* GIVEN RECORDS
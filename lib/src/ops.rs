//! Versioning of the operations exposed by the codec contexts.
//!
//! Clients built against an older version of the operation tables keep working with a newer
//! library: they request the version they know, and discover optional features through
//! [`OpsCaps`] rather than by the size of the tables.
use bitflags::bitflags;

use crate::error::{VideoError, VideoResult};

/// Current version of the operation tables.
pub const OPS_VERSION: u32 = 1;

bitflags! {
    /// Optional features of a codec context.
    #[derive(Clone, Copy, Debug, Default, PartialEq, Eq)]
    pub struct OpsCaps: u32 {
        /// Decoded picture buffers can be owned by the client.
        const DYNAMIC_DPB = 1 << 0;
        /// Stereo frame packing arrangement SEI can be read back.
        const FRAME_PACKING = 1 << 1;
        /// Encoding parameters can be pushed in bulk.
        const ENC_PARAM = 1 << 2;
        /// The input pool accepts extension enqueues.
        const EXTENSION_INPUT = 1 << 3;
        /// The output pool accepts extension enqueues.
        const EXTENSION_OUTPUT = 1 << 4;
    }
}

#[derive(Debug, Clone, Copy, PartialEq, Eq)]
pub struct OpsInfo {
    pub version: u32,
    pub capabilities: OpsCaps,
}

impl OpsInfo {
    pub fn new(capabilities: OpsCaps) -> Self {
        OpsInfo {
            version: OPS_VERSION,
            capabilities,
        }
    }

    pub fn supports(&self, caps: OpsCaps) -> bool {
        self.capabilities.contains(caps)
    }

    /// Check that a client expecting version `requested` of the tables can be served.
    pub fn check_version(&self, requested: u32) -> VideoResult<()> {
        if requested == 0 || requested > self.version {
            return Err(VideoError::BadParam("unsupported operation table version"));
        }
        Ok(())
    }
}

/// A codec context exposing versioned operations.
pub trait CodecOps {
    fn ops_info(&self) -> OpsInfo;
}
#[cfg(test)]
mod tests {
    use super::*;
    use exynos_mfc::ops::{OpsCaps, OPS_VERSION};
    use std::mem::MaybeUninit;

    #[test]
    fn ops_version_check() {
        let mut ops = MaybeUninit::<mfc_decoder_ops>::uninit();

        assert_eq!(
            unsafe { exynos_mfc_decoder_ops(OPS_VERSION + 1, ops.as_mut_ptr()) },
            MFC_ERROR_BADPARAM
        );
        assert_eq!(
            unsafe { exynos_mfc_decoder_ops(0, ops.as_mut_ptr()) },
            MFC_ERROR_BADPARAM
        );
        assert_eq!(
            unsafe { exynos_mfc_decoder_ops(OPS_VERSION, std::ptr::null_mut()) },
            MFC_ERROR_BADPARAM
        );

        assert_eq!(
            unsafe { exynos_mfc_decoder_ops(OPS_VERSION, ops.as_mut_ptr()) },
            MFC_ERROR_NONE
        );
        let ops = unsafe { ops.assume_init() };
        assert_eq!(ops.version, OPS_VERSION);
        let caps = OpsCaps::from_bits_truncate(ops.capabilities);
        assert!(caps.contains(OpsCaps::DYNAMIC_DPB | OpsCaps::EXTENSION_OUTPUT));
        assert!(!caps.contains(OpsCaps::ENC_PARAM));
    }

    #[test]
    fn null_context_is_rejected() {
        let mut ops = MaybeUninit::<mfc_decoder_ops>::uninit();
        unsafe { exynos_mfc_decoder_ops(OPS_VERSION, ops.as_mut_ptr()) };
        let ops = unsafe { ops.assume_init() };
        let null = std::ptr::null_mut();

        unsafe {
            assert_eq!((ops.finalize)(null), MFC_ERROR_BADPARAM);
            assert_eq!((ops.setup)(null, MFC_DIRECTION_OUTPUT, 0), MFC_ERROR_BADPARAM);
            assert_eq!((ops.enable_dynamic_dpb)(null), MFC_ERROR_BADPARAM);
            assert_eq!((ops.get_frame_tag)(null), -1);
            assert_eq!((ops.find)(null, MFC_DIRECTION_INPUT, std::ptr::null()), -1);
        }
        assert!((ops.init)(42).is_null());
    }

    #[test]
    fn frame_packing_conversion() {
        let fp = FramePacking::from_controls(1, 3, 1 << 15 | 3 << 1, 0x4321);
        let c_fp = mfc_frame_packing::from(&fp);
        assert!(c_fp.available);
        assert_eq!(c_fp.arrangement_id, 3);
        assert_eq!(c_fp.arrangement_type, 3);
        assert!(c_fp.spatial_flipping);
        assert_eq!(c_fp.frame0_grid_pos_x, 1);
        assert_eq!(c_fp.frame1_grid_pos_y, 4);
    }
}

* PROBLEM
From the material above, copy out every line bearing the string "pool".

* TASK ANSWER
        /// The input pool accepts extension enqueues.
        /// The output pool accepts extension enqueues.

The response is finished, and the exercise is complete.